ASSIGNMENT:
Each record that follows must be printed exactly as given.

Saved data entries:
┌──

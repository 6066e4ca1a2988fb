use std::collections::HashSet;
use std::path::{Path, PathBuf};
use std::time::Duration;

use anyhow::{bail, Context, Result};
use serde::Deserialize;

/// Top-level configuration for the coldprobe agent.
#[derive(Debug, Clone, Deserialize)]
pub struct Config {
    /// Logging verbosity (debug, info, warn, error). Default: "info".
    #[serde(default = "default_log_level")]
    #[allow(dead_code)]
    pub log_level: String,

    /// Path of the durable result log. Default: "results.csv".
    #[serde(default = "default_result_log")]
    pub result_log: PathBuf,

    /// Ordered deployment origins to probe (e.g. "https://app.example.com").
    #[serde(default)]
    pub backends: Vec<String>,

    /// Ordered routes probed on every backend.
    #[serde(default)]
    pub routes: Vec<Route>,

    /// Probe execution tuning.
    #[serde(default)]
    pub probe: ProbeConfig,

    /// Iteration cadence.
    #[serde(default)]
    pub schedule: ScheduleConfig,

    /// Headless browser settings.
    #[serde(default)]
    pub renderer: RendererConfig,
}

/// A relative route, optionally flagged as a structured-data endpoint.
#[derive(Debug, Clone, PartialEq, Eq, Deserialize)]
pub struct Route {
    /// Relative path, starting with "/".
    pub path: String,

    /// The route returns a machine-readable payload instead of a page.
    #[serde(default)]
    pub data: bool,
}

impl Route {
    pub fn new(path: impl Into<String>, data: bool) -> Self {
        Self {
            path: path.into(),
            data,
        }
    }
}

/// Probe execution tuning.
#[derive(Debug, Clone, Deserialize)]
pub struct ProbeConfig {
    /// Pause between consecutive probes of one iteration. Default: 20s.
    #[serde(default = "default_inter_probe_delay", with = "humantime_serde")]
    pub inter_probe_delay: Duration,

    /// Wait after page load before reading value holders. Default: 5s.
    #[serde(default = "default_settle_delay", with = "humantime_serde")]
    pub settle_delay: Duration,

    /// Per-navigation timeout. Default: 30s.
    #[serde(default = "default_navigation_timeout", with = "humantime_serde")]
    pub navigation_timeout: Duration,

    /// Data-mode response capture timeout. Default: 30s.
    #[serde(default = "default_capture_timeout", with = "humantime_serde")]
    pub capture_timeout: Duration,
}

/// Iteration cadence configuration.
#[derive(Debug, Clone, Deserialize)]
pub struct ScheduleConfig {
    /// Wall-clock gap between iteration starts. Default: 1h.
    #[serde(default = "default_interval", with = "humantime_serde")]
    pub interval: Duration,
}

/// Headless browser settings.
#[derive(Debug, Clone, Deserialize)]
pub struct RendererConfig {
    /// Run the browser headless. Default: true.
    #[serde(default = "default_true")]
    pub headless: bool,

    /// Browser executable override. Default: auto-detect.
    #[serde(default)]
    pub executable: Option<PathBuf>,
}

// --- Default value functions ---

fn default_log_level() -> String {
    "info".to_string()
}

fn default_result_log() -> PathBuf {
    PathBuf::from("results.csv")
}

fn default_inter_probe_delay() -> Duration {
    Duration::from_secs(20)
}

fn default_settle_delay() -> Duration {
    Duration::from_secs(5)
}

fn default_navigation_timeout() -> Duration {
    Duration::from_secs(30)
}

fn default_capture_timeout() -> Duration {
    Duration::from_secs(30)
}

fn default_interval() -> Duration {
    Duration::from_secs(60 * 60)
}

fn default_true() -> bool {
    true
}

// --- Default trait impls ---

impl Default for Config {
    fn default() -> Self {
        Self {
            log_level: default_log_level(),
            result_log: default_result_log(),
            backends: Vec::new(),
            routes: Vec::new(),
            probe: ProbeConfig::default(),
            schedule: ScheduleConfig::default(),
            renderer: RendererConfig::default(),
        }
    }
}

impl Default for ProbeConfig {
    fn default() -> Self {
        Self {
            inter_probe_delay: default_inter_probe_delay(),
            settle_delay: default_settle_delay(),
            navigation_timeout: default_navigation_timeout(),
            capture_timeout: default_capture_timeout(),
        }
    }
}

impl Default for ScheduleConfig {
    fn default() -> Self {
        Self {
            interval: default_interval(),
        }
    }
}

impl Default for RendererConfig {
    fn default() -> Self {
        Self {
            headless: true,
            executable: None,
        }
    }
}

// --- Validation and loading ---

impl Config {
    /// Load configuration from a YAML file.
    pub fn load(path: &Path) -> Result<Self> {
        let data = std::fs::read_to_string(path)
            .with_context(|| format!("reading config file {}", path.display()))?;

        let cfg: Config = serde_yaml::from_str(&data)
            .with_context(|| format!("parsing config file {}", path.display()))?;

        cfg.validate()?;

        Ok(cfg)
    }

    /// Validate the configuration for required fields and consistency.
    pub fn validate(&self) -> Result<()> {
        if self.backends.is_empty() {
            bail!("backends must not be empty");
        }

        for backend in &self.backends {
            if !backend.starts_with("http://") && !backend.starts_with("https://") {
                bail!("backend {backend:?} must be an absolute http(s) origin");
            }
        }

        if self.routes.is_empty() {
            bail!("routes must not be empty");
        }

        let mut seen = HashSet::new();
        for route in &self.routes {
            if !route.path.starts_with('/') {
                bail!("route path {:?} must start with '/'", route.path);
            }

            // Duplicate paths would double-count in run-number estimation.
            if !seen.insert(route.path.as_str()) {
                bail!("route path {:?} appears more than once", route.path);
            }
        }

        if self.schedule.interval.is_zero() {
            bail!("schedule.interval must be positive");
        }

        if self.probe.navigation_timeout.is_zero() {
            bail!("probe.navigation_timeout must be positive");
        }

        if self.probe.capture_timeout.is_zero() {
            bail!("probe.capture_timeout must be positive");
        }

        Ok(())
    }
}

└──

RESULT FOR THIS TASK:
repository 6066e4ca1a2988fb
use std::collections::HashSet;
use std::path::{Path, PathBuf};
use std::time::Duration;

use anyhow::{bail, Context, Result};
use serde::Deserialize;

/// Top-level configuration for the coldprobe agent.
#[derive(Debug, Clone, Deserialize)]
pub struct Config {
    /// Logging verbosity (debug, info, warn, error). Default: "info".
    #[serde(default = "default_log_level")]
    #[allow(dead_code)]
    pub log_level: String,

    /// Path of the durable result log. Default: "results.csv".
    #[serde(default = "default_result_log")]
    pub result_log: PathBuf,

    /// Ordered deployment origins to probe (e.g. "https://app.example.com").
    #[serde(default)]
    pub backends: Vec<String>,

    /// Ordered routes probed on every backend.
    #[serde(default)]
    pub routes: Vec<Route>,

    /// Probe execution tuning.
    #[serde(default)]
    pub probe: ProbeConfig,

    /// Iteration cadence.
    #[serde(default)]
    pub schedule: ScheduleConfig,

    /// Headless browser settings.
    #[serde(default)]
    pub renderer: RendererConfig,
}

/// A relative route, optionally flagged as a structured-data endpoint.
#[derive(Debug, Clone, PartialEq, Eq, Deserialize)]
pub struct Route {
    /// Relative path, starting with "/".
    pub path: String,

    /// The route returns a machine-readable payload instead of a page.
    #[serde(default)]
    pub data: bool,
}

impl Route {
    pub fn new(path: impl Into<String>, data: bool) -> Self {
        Self {
            path: path.into(),
            data,
        }
    }
}

/// Probe execution tuning.
#[derive(Debug, Clone, Deserialize)]
pub struct ProbeConfig {
    /// Pause between consecutive probes of one iteration. Default: 20s.
    #[serde(default = "default_inter_probe_delay", with = "humantime_serde")]
    pub inter_probe_delay: Duration,

    /// Wait after page load before reading value holders. Default: 5s.
    #[serde(default = "default_settle_delay", with = "humantime_serde")]
    pub settle_delay: Duration,

    /// Per-navigation timeout. Default: 30s.
    #[serde(default = "default_navigation_timeout", with = "humantime_serde")]
    pub navigation_timeout: Duration,

    /// Data-mode response capture timeout. Default: 30s.
    #[serde(default = "default_capture_timeout", with = "humantime_serde")]
    pub capture_timeout: Duration,
}

/// Iteration cadence configuration.
#[derive(Debug, Clone, Deserialize)]
pub struct ScheduleConfig {
    /// Wall-clock gap between iteration starts. Default: 1h.
    #[serde(default = "default_interval", with = "humantime_serde")]
    pub interval: Duration,
}

/// Headless browser settings.
#[derive(Debug, Clone, Deserialize)]
pub struct RendererConfig {
    /// Run the browser headless. Default: true.
    #[serde(default = "default_true")]
    pub headless: bool,

    /// Browser executable override. Default: auto-detect.
    #[serde(default)]
    pub executable: Option<PathBuf>,
}

// --- Default value functions ---

fn default_log_level() -> String {
    "info".to_string()
}

fn default_result_log() -> PathBuf {
    PathBuf::from("results.csv")
}

fn default_inter_probe_delay() -> Duration {
    Duration::from_secs(20)
}

fn default_settle_delay() -> Duration {
    Duration::from_secs(5)
}

fn default_navigation_timeout() -> Duration {
    Duration::from_secs(30)
}

fn default_capture_timeout() -> Duration {
    Duration::from_secs(30)
}

fn default_interval() -> Duration {
    Duration::from_secs(60 * 60)
}

fn default_true() -> bool {
    true
}

// --- Default trait impls ---

impl Default for Config {
    fn default() -> Self {
        Self {
            log_level: default_log_level(),
            result_log: default_result_log(),
            backends: Vec::new(),
            routes: Vec::new(),
            probe: ProbeConfig::default(),
            schedule: ScheduleConfig::default(),
            renderer: RendererConfig::default(),
        }
    }
}

impl Default for ProbeConfig {
    fn default() -> Self {
        Self {
            inter_probe_delay: default_inter_probe_delay(),
            settle_delay: default_settle_delay(),
            navigation_timeout: default_navigation_timeout(),
            capture_timeout: default_capture_timeout(),
        }
    }
}

impl Default for ScheduleConfig {
    fn default() -> Self {
        Self {
            interval: default_interval(),
        }
    }
}

impl Default for RendererConfig {
    fn default() -> Self {
        Self {
            headless: true,
            executable: None,
        }
    }
}

// --- Validation and loading ---

impl Config {
    /// Load configuration from a YAML file.
    pub fn load(path: &Path) -> Result<Self> {
        let data = std::fs::read_to_string(path)
            .with_context(|| format!("reading config file {}", path.display()))?;

        let cfg: Config = serde_yaml::from_str(&data)
            .with_context(|| format!("parsing config file {}", path.display()))?;

        cfg.validate()?;

        Ok(cfg)
    }

    /// Validate the configuration for required fields and consistency.
    pub fn validate(&self) -> Result<()> {
        if self.backends.is_empty() {
            bail!("backends must not be empty");
        }

        for backend in &self.backends {
            if !backend.starts_with("http://") && !backend.starts_with("https://") {
                bail!("backend {backend:?} must be an absolute http(s) origin");
            }
        }

        if self.routes.is_empty() {
            bail!("routes must not be empty");
        }

        let mut seen = HashSet::new();
        for route in &self.routes {
            if !route.path.starts_with('/') {
                bail!("route path {:?} must start with '/'", route.path);
            }

            // Duplicate paths would double-count in run-number estimation.
            if !seen.insert(route.path.as_str()) {
                bail!("route path {:?} appears more than once", route.path);
            }
        }

        if self.schedule.interval.is_zero() {
            bail!("schedule.interval must be positive");
        }

        if self.probe.navigation_timeout.is_zero() {
            bail!("probe.navigation_timeout must be positive");
        }

        if self.probe.capture_timeout.is_zero() {
            bail!("probe.capture_timeout must be positive");
        }

        Ok(())
    }
}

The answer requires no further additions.